__Activity__
Which lines run from the start of the data below to the line containing "#[derive(Debug)]"? Set them down exactly, with none added.

#### Supplied records

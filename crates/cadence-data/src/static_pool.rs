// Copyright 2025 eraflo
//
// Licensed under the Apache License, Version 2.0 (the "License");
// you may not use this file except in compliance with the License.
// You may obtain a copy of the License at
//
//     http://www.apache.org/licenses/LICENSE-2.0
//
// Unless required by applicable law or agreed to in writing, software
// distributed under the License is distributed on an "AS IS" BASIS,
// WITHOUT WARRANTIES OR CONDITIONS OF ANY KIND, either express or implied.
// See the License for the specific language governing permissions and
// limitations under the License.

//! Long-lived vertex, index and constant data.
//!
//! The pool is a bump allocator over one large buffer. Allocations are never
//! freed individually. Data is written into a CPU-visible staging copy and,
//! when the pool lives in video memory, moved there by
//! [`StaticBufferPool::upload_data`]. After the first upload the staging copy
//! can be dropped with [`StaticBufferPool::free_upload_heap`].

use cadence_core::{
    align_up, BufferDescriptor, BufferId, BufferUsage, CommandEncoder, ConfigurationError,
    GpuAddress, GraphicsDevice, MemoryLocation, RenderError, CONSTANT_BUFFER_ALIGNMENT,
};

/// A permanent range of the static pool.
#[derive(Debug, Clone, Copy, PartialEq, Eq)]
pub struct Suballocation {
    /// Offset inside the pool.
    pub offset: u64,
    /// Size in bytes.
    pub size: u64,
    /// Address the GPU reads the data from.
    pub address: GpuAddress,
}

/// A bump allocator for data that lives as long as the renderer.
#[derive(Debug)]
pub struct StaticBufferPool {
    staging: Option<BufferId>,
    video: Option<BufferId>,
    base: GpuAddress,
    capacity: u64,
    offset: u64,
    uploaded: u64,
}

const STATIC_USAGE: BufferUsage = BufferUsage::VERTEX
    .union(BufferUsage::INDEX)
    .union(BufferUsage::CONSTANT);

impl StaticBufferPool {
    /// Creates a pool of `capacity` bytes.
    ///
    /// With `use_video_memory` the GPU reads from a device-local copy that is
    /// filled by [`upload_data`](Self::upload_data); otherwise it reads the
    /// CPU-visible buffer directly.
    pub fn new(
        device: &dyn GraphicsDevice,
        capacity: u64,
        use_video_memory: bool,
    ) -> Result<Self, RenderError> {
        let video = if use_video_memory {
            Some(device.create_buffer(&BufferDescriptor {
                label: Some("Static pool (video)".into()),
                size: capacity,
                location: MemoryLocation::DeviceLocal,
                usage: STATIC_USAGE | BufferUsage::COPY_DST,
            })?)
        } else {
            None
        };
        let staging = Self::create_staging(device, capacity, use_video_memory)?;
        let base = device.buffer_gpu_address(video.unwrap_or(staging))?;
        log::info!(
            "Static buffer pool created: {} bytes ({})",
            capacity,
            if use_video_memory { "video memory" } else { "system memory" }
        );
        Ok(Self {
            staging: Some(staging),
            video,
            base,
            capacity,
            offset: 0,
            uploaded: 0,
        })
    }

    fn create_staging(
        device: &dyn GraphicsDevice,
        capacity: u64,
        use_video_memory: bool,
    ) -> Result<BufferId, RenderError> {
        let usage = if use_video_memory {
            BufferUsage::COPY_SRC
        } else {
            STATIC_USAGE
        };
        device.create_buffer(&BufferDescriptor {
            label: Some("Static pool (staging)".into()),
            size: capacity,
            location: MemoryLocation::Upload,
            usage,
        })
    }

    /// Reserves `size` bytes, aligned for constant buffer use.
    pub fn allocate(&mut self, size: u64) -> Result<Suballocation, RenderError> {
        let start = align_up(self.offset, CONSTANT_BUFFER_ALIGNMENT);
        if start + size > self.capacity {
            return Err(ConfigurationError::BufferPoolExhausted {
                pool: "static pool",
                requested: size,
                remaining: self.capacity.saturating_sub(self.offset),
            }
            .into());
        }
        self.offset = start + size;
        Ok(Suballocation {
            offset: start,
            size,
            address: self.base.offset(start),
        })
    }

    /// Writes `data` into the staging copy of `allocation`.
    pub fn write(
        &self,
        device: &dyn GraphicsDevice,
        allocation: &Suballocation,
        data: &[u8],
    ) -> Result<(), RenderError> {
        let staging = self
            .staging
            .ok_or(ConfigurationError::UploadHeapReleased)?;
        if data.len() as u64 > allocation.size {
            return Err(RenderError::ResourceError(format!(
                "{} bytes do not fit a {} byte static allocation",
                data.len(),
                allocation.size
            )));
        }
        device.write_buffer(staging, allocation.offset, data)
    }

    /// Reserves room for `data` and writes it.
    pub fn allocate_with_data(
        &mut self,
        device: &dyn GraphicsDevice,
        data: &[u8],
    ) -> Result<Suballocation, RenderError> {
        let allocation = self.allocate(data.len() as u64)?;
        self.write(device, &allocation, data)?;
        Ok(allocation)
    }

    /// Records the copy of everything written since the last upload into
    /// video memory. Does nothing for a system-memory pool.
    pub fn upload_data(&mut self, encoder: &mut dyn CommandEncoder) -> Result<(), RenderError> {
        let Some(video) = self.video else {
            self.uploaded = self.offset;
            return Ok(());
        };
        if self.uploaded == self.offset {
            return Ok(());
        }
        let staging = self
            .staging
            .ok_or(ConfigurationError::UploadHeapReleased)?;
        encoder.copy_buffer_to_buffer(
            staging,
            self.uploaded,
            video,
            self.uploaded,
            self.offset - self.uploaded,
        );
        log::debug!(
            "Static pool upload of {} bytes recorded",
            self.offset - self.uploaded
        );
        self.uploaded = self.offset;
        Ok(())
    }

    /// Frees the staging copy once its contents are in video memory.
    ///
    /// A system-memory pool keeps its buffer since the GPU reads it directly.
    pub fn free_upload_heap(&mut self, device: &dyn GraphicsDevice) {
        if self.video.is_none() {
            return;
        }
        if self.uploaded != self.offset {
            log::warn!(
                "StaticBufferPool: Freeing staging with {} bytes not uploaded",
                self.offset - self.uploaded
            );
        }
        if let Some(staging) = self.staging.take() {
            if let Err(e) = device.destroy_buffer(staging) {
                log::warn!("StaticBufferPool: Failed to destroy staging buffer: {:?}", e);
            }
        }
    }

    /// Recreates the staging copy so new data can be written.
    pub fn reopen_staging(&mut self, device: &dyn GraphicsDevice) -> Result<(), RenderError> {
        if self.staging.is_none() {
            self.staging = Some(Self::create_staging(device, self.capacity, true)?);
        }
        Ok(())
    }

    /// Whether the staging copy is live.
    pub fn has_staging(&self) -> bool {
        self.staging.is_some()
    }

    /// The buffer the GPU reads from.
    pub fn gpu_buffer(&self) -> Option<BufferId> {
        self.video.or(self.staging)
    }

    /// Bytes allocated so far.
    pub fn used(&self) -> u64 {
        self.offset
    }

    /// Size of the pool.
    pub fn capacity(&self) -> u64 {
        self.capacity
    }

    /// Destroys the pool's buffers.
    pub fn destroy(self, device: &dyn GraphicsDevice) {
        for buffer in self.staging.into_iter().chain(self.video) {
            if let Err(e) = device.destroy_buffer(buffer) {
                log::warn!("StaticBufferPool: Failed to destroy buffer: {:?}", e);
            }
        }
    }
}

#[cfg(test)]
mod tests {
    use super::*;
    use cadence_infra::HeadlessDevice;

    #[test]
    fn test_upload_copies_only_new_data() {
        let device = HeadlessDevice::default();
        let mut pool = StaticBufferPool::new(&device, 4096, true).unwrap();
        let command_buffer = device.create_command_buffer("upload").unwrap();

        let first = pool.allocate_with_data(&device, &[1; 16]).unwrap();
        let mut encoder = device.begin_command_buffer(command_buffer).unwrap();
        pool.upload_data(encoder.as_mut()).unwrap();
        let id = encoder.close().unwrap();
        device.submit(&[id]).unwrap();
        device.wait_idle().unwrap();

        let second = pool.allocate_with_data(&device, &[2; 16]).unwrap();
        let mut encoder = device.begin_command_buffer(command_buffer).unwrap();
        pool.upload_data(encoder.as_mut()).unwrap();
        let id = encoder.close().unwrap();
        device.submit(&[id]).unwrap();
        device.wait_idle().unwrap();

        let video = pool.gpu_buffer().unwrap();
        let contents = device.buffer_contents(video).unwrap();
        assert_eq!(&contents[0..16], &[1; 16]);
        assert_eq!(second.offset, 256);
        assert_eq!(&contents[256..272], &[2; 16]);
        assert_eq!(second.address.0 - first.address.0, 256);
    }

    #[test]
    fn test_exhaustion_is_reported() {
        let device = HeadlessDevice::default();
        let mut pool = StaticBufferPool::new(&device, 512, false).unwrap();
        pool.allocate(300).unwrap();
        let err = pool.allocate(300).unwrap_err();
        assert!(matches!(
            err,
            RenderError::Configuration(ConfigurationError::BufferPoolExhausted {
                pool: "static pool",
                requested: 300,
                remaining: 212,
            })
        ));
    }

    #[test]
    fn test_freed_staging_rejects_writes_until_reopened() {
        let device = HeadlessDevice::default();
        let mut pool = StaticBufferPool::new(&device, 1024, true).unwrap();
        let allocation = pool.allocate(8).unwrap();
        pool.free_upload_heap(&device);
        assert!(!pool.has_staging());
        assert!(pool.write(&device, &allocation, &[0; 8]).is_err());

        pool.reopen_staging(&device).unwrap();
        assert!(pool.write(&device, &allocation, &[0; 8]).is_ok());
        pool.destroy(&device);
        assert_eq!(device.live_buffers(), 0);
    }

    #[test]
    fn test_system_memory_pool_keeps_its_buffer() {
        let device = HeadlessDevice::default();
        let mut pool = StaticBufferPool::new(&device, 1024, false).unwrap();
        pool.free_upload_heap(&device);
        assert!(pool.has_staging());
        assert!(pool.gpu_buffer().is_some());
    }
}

########

__Output of the exercise__
filename crates/cadence-data/src/static_pool.rs
// Copyright 2025 eraflo
//
// Licensed under the Apache License, Version 2.0 (the "License");
// you may not use this file except in compliance with the License.
// You may obtain a copy of the License at
//
//     http://www.apache.org/licenses/LICENSE-2.0
//
// Unless required by applicable law or agreed to in writing, software
// distributed under the License is distributed on an "AS IS" BASIS,
// WITHOUT WARRANTIES OR CONDITIONS OF ANY KIND, either express or implied.
// See the License for the specific language governing permissions and
// limitations under the License.

//! Long-lived vertex, index and constant data.
//!
//! The pool is a bump allocator over one large buffer. Allocations are never
//! freed individually. Data is written into a CPU-visible staging copy and,
//! when the pool lives in video memory, moved there by
//! [`StaticBufferPool::upload_data`]. After the first upload the staging copy
//! can be dropped with [`StaticBufferPool::free_upload_heap`].

use cadence_core::{
    align_up, BufferDescriptor, BufferId, BufferUsage, CommandEncoder, ConfigurationError,
    GpuAddress, GraphicsDevice, MemoryLocation, RenderError, CONSTANT_BUFFER_ALIGNMENT,
};

/// A permanent range of the static pool.
#[derive(Debug, Clone, Copy, PartialEq, Eq)]
pub struct Suballocation {
    /// Offset inside the pool.
    pub offset: u64,
    /// Size in bytes.
    pub size: u64,
    /// Address the GPU reads the data from.
    pub address: GpuAddress,
}

/// A bump allocator for data that lives as long as the renderer.
#[derive(Debug)]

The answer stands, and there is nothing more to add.